By way of example a muffle furnace capable of maintaining a typical gas atmosphere is disclosed in U.S. Pat. No. 4,767,324 which is incorporated by reference herein. This is one example of a system in which the present fluid distribution system may be utilized. These furnaces include a muffle envelope which is usually a tubular arrangement which extends for the length of the furnace. At the entrance, or mouth of the furnace, there is an entrance curtain comprising upper and lower perforated plates for gas distribution. Further along into the furnace there may be structures known as spargers. Spargers are structures which distribute gases to different portions of the furnace. The spargers may be staged also to create different atmospheres in different portions of the burnout region of the furnace.

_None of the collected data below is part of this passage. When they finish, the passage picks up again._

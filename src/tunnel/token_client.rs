use base64::{engine::general_purpose::STANDARD, Engine};
use bytes::{BufMut, BytesMut};
use log::{debug, trace};
use tokio::io::{AsyncRead, AsyncReadExt, AsyncWrite, AsyncWriteExt};

use crate::socks::{
    DestinationAddress, ProtocolField, TunnelError, AUTH_SUCCESS, MAX_SHORT_FIELD_LENGTH,
    METHOD_TOKEN, SOCKS5_VERSION, TOKEN_AUTH_VERSION,
};

use super::connect::request_connect;
use super::target::TunnelRequest;

const GREETING: [u8; 3] = [SOCKS5_VERSION, 0x01, METHOD_TOKEN];

/// Bearer token and routing id presented with the token method.
#[derive(Clone, PartialEq, Eq)]
pub struct AuthCredential {
    pub token: String,
    pub routing_id: String,
}

impl AuthCredential {
    pub fn new(token: impl Into<String>, routing_id: impl Into<String>) -> Self {
        Self {
            token: token.into(),
            routing_id: routing_id.into(),
        }
    }
}

impl std::fmt::Debug for AuthCredential {
    fn fmt(&self, f: &mut std::fmt::Formatter<'_>) -> std::fmt::Result {
        f.debug_struct("AuthCredential")
            .field("token", &"<redacted>")
            .field("routing_id", &self.routing_id)
            .finish()
    }
}

/// Builds `01 | token length (u32 BE) | token | routing id length (u8) | base64(routing id)`.
pub fn encode_auth_request(credential: &AuthCredential) -> Result<BytesMut, TunnelError> {
    let token = credential.token.as_bytes();
    let token_length =
        u32::try_from(token.len()).map_err(|_| TunnelError::TokenTooLong(token.len()))?;

    let routing_id = STANDARD.encode(credential.routing_id.as_bytes());
    if routing_id.len() > MAX_SHORT_FIELD_LENGTH {
        return Err(TunnelError::RoutingIdTooLong(routing_id.len()));
    }

    let mut buf = BytesMut::with_capacity(1 + 4 + token.len() + 1 + routing_id.len());
    buf.put_u8(TOKEN_AUTH_VERSION);
    buf.put_u32(token_length);
    buf.put_slice(token);
    buf.put_u8(routing_id.len() as u8);
    buf.put_slice(routing_id.as_bytes());

    Ok(buf)
}

/// Runs the token handshake over an already connected transport and hands
/// the transport back once the proxy has connected it to the destination.
///
/// Every input is validated before the first byte is written. Any failure
/// drops the transport, the handshake cannot be resumed.
pub async fn negotiate<S>(
    mut stream: S,
    credential: &AuthCredential,
    request: &TunnelRequest,
) -> Result<S, TunnelError>
where
    S: AsyncRead + AsyncWrite + Unpin,
{
    let auth_request = encode_auth_request(credential)?;
    let destination = DestinationAddress::from_host(&request.destination_host)?;

    send_greeting(&mut stream).await?;
    trace!("Token method accepted by proxy");

    authenticate(&mut stream, &auth_request).await?;
    debug!("Authenticated for routing id '{}'", credential.routing_id);

    request_connect(&mut stream, &destination, request.destination_port).await?;
    debug!("Tunnel established to {}", request);

    Ok(stream)
}

async fn send_greeting<S>(stream: &mut S) -> Result<(), TunnelError>
where
    S: AsyncRead + AsyncWrite + Unpin,
{
    stream.write_all(&GREETING).await?;
    stream.flush().await?;

    let mut response = [0u8; 2];
    stream.read_exact(&mut response).await?;

    if response[0] != SOCKS5_VERSION {
        return Err(TunnelError::violation(
            ProtocolField::Version,
            SOCKS5_VERSION,
            response[0],
        ));
    }

    if response[1] != METHOD_TOKEN {
        return Err(TunnelError::violation(
            ProtocolField::Method,
            METHOD_TOKEN,
            response[1],
        ));
    }

    Ok(())
}

async fn authenticate<S>(stream: &mut S, auth_request: &[u8]) -> Result<(), TunnelError>
where
    S: AsyncRead + AsyncWrite + Unpin,
{
    stream.write_all(auth_request).await?;
    stream.flush().await?;

    let mut response = [0u8; 2];
    stream.read_exact(&mut response).await?;

    if response[0] != TOKEN_AUTH_VERSION {
        return Err(TunnelError::violation(
            ProtocolField::AuthVersion,
            TOKEN_AUTH_VERSION,
            response[0],
        ));
    }

    if response[1] != AUTH_SUCCESS {
        return Err(TunnelError::AuthenticationFailure {
            status: response[1],
        });
    }

    Ok(())
}

#[cfg(test)]
mod tests {
    use std::io::ErrorKind;

    use tokio::io::duplex;

    use super::*;
    use crate::socks::ConnectOutcome;
    use crate::tunnel::fixture::scripted_proxy;

    const TOKEN: &str = "eyJhbGciOiJSUzI1NiJ9.payload.signature";
    const ROUTING_ID: &str = "loc1";
    const ENCODED_ROUTING_ID: &str = "bG9jMQ==";

    fn credential() -> AuthCredential {
        AuthCredential::new(TOKEN, ROUTING_ID)
    }

    fn auth_length() -> usize {
        1 + 4 + TOKEN.len() + 1 + ENCODED_ROUTING_ID.len()
    }

    fn connect_length(request: &TunnelRequest) -> usize {
        let mut buf = BytesMut::new();
        DestinationAddress::from_host(&request.destination_host)
            .unwrap()
            .put_into(&mut buf);
        3 + buf.len() + 2
    }

    fn ipv4_reply(status: u8) -> Vec<u8> {
        vec![0x05, status, 0x01, 0, 0, 0, 0, 0, 0]
    }

    fn success_script(request: &TunnelRequest) -> Vec<(usize, Vec<u8>)> {
        vec![
            (3, vec![0x05, 0x80]),
            (auth_length(), vec![0x01, 0x00]),
            (connect_length(request), ipv4_reply(0x00)),
        ]
    }

    #[test]
    fn test_auth_request_layout() {
        let encoded = encode_auth_request(&credential()).unwrap();

        let mut expected = vec![0x01];
        expected.extend_from_slice(&(TOKEN.len() as u32).to_be_bytes());
        expected.extend_from_slice(TOKEN.as_bytes());
        expected.push(ENCODED_ROUTING_ID.len() as u8);
        expected.extend_from_slice(ENCODED_ROUTING_ID.as_bytes());

        assert_eq!(encoded.to_vec(), expected);
    }

    #[test]
    fn test_auth_request_length() {
        let longest_routing_id = "r".repeat(189);
        let cases = [
            ("", ""),
            ("t", "a"),
            (TOKEN, "region-eu10"),
            ("x", longest_routing_id.as_str()),
        ];

        for (token, routing_id) in cases {
            let credential = AuthCredential::new(token, routing_id);
            let encoded_routing_id = STANDARD.encode(routing_id);
            let encoded = encode_auth_request(&credential).unwrap();

            assert_eq!(
                encoded.len(),
                1 + 4 + token.len() + 1 + encoded_routing_id.len()
            );
        }
    }

    #[test]
    fn test_long_routing_id_is_rejected() {
        // 190 raw bytes encode to 256 base64 characters
        let credential = AuthCredential::new(TOKEN, "r".repeat(190));

        match encode_auth_request(&credential) {
            Err(TunnelError::RoutingIdTooLong(256)) => {}
            other => panic!("unexpected result: {:?}", other),
        }
    }

    #[test]
    fn test_debug_does_not_print_token() {
        let printed = format!("{:?}", credential());

        assert!(!printed.contains(TOKEN));
        assert!(printed.contains(ROUTING_ID));
    }

    #[tokio::test]
    async fn test_handshake_to_ipv4_destination() {
        let request = TunnelRequest::new("192.168.1.5", 443);
        let (client, server) = duplex(4096);
        let proxy = tokio::spawn(scripted_proxy(server, success_script(&request)));

        let stream = negotiate(client, &credential(), &request).await.unwrap();
        drop(stream);

        let received = proxy.await.unwrap();
        let connect = &received[3 + auth_length()..];

        assert_eq!(&received[..3], &[0x05, 0x01, 0x80]);
        assert_eq!(
            connect,
            &[0x05, 0x01, 0x00, 0x01, 192, 168, 1, 5, 0x01, 0xBB]
        );
    }

    #[tokio::test]
    async fn test_handshake_to_domain_destination() {
        let request = TunnelRequest::new("mydomain.example.com", 443);
        let (client, server) = duplex(4096);
        let proxy = tokio::spawn(scripted_proxy(server, success_script(&request)));

        let stream = negotiate(client, &credential(), &request).await.unwrap();
        drop(stream);

        let received = proxy.await.unwrap();
        let connect = &received[3 + auth_length()..];

        assert_eq!(&connect[..4], &[0x05, 0x01, 0x00, 0x03]);
        assert_eq!(connect[4] as usize, "mydomain.example.com".len());
        assert_eq!(&connect[5..connect.len() - 2], b"mydomain.example.com");
        assert_eq!(&connect[connect.len() - 2..], &[0x01, 0xBB]);
    }

    #[tokio::test]
    async fn test_established_stream_carries_payload() {
        let request = TunnelRequest::new("10.0.0.7", 5432);
        let (client, mut server) = duplex(4096);

        let proxy = tokio::spawn(async move {
            let mut buf = vec![0u8; 3 + auth_length() + connect_length(&request)];
            server.read_exact(&mut buf[..3]).await.unwrap();
            server.write_all(&[0x05, 0x80]).await.unwrap();
            server.read_exact(&mut buf[3..3 + auth_length()]).await.unwrap();
            server.write_all(&[0x01, 0x00]).await.unwrap();
            server.read_exact(&mut buf[3 + auth_length()..]).await.unwrap();
            server.write_all(&ipv4_reply(0x00)).await.unwrap();
            server.write_all(b"hello from destination").await.unwrap();

            let mut echoed = [0u8; 4];
            server.read_exact(&mut echoed).await.unwrap();
            echoed
        });

        let mut stream = negotiate(client, &credential(), &TunnelRequest::new("10.0.0.7", 5432))
            .await
            .unwrap();

        let mut greeting = [0u8; 22];
        stream.read_exact(&mut greeting).await.unwrap();
        stream.write_all(b"ping").await.unwrap();

        assert_eq!(&greeting, b"hello from destination");
        assert_eq!(&proxy.await.unwrap(), b"ping");
    }

    #[tokio::test]
    async fn test_unexpected_method_aborts_before_auth() {
        let (client, server) = duplex(4096);
        let proxy = tokio::spawn(scripted_proxy(server, vec![(3, vec![0x05, 0x02])]));

        let result = negotiate(client, &credential(), &TunnelRequest::new("10.0.0.1", 80)).await;

        match result {
            Err(TunnelError::ProtocolViolation {
                field: ProtocolField::Method,
                expected: 0x80,
                received: 0x02,
            }) => {}
            other => panic!("unexpected result: {:?}", other.map(|_| ())),
        }

        assert_eq!(proxy.await.unwrap(), vec![0x05, 0x01, 0x80]);
    }

    #[tokio::test]
    async fn test_unexpected_version_in_greeting() {
        let (client, server) = duplex(4096);
        let proxy = tokio::spawn(scripted_proxy(server, vec![(3, vec![0x04, 0x80])]));

        let result = negotiate(client, &credential(), &TunnelRequest::new("10.0.0.1", 80)).await;

        assert!(matches!(
            result,
            Err(TunnelError::ProtocolViolation {
                field: ProtocolField::Version,
                ..
            })
        ));
        assert_eq!(proxy.await.unwrap().len(), 3);
    }

    #[tokio::test]
    async fn test_rejected_token_aborts_before_connect() {
        let (client, server) = duplex(4096);
        let proxy = tokio::spawn(scripted_proxy(
            server,
            vec![(3, vec![0x05, 0x80]), (auth_length(), vec![0x01, 0x01])],
        ));

        let result = negotiate(client, &credential(), &TunnelRequest::new("10.0.0.1", 80)).await;

        assert!(matches!(
            result,
            Err(TunnelError::AuthenticationFailure { status: 0x01 })
        ));
        assert_eq!(proxy.await.unwrap().len(), 3 + auth_length());
    }

    #[tokio::test]
    async fn test_wrong_auth_version_is_protocol_violation() {
        let (client, server) = duplex(4096);
        let proxy = tokio::spawn(scripted_proxy(
            server,
            vec![(3, vec![0x05, 0x80]), (auth_length(), vec![0x05, 0x00])],
        ));

        let result = negotiate(client, &credential(), &TunnelRequest::new("10.0.0.1", 80)).await;

        assert!(matches!(
            result,
            Err(TunnelError::ProtocolViolation {
                field: ProtocolField::AuthVersion,
                received: 0x05,
                ..
            })
        ));
        proxy.await.unwrap();
    }

    #[tokio::test]
    async fn test_connect_status_codes_map_to_failures() {
        let expected = [
            (1u8, ConnectOutcome::Failure),
            (2, ConnectOutcome::Forbidden),
            (3, ConnectOutcome::NetworkUnreachable),
            (4, ConnectOutcome::HostUnreachable),
            (5, ConnectOutcome::ConnectionRefused),
            (6, ConnectOutcome::TtlExpired),
            (7, ConnectOutcome::CommandUnsupported),
            (8, ConnectOutcome::AddressUnsupported),
            (9, ConnectOutcome::Unknown(9)),
            (0x7F, ConnectOutcome::Unknown(0x7F)),
        ];

        for (status, outcome) in expected {
            let request = TunnelRequest::new("192.168.1.5", 443);
            let mut script = success_script(&request);
            script[2].1 = ipv4_reply(status);

            let (client, server) = duplex(4096);
            let proxy = tokio::spawn(scripted_proxy(server, script));

            match negotiate(client, &credential(), &request).await {
                Err(TunnelError::ConnectFailure(reason)) => assert_eq!(reason, outcome),
                other => panic!("status {}: unexpected result: {:?}", status, other.map(|_| ())),
            }

            proxy.await.unwrap();
        }
    }

    #[tokio::test]
    async fn test_proxy_closing_mid_handshake_is_transport_failure() {
        let (client, mut server) = duplex(4096);
        let proxy = tokio::spawn(async move {
            let mut greeting = [0u8; 3];
            server.read_exact(&mut greeting).await.unwrap();
            server.write_all(&[0x05]).await.unwrap();
        });

        match negotiate(client, &credential(), &TunnelRequest::new("10.0.0.1", 80)).await {
            Err(TunnelError::Transport(e)) => assert_eq!(e.kind(), ErrorKind::UnexpectedEof),
            other => panic!("unexpected result: {:?}", other.map(|_| ())),
        }

        proxy.await.unwrap();
    }

    #[tokio::test]
    async fn test_oversized_routing_id_writes_nothing() {
        let (client, server) = duplex(4096);
        let proxy = tokio::spawn(scripted_proxy(server, vec![]));
        let credential = AuthCredential::new(TOKEN, "r".repeat(300));

        let result = negotiate(client, &credential, &TunnelRequest::new("10.0.0.1", 80)).await;

        assert!(matches!(result, Err(TunnelError::RoutingIdTooLong(_))));
        assert!(proxy.await.unwrap().is_empty());
    }
}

Spargers comprise a main gas distribution tube which extends the length of a given stage. They have a gas inlet pipe coupled at one end to receive gas at the furnace mouth and a port at the opposite end inside the muffle coupled to a tubular gas distribution plenum. The gas distribution plenum comprises an enclosed rectangular in section tubular structure having openings along its length. The openings differ in aperture size to provide uniform distribution of the gas supply from the gas tube port. The plenum distributes gas to the furnace region directly beneath it. This type of distribution system suffers from the drawback in that as the gas inlet pressure is changed, the different size apertures cause different pressure drops along the length of the plenum such that uneven gas distribution results. It is often the case that a system can deliver uniform gas distribution at only one inlet pressure. However, furnaces of this complexity typically need a wide latitude of adjustment.
A second type of gas distribution system in a muffle furnace includes a transverse pipe having a plurality of uniformly spaced openings of like size for distributing jets of gas against a moving conveyor belt beneath the openings of the pipe for creating a curtain of gas. This curtain of gas is used to provide a separation of different stages of the furnace to prevent the migration of gases from one section to another section of the furnace. Normally the transition gas barrier distribution systems, as these are known, include a pipe with evenly spaced equal size apertures along the length thereof which introduce a liner array of jet streams of the barrier gas. Such a system is disclosed in U.S. Pat. No. 4,767,324. However, these jet streams also suffer from the drawback in that they may have different flow rates due to the pressure gradient that exists in the pipe between the gas inlet and the apertures furthest from the gas inlet.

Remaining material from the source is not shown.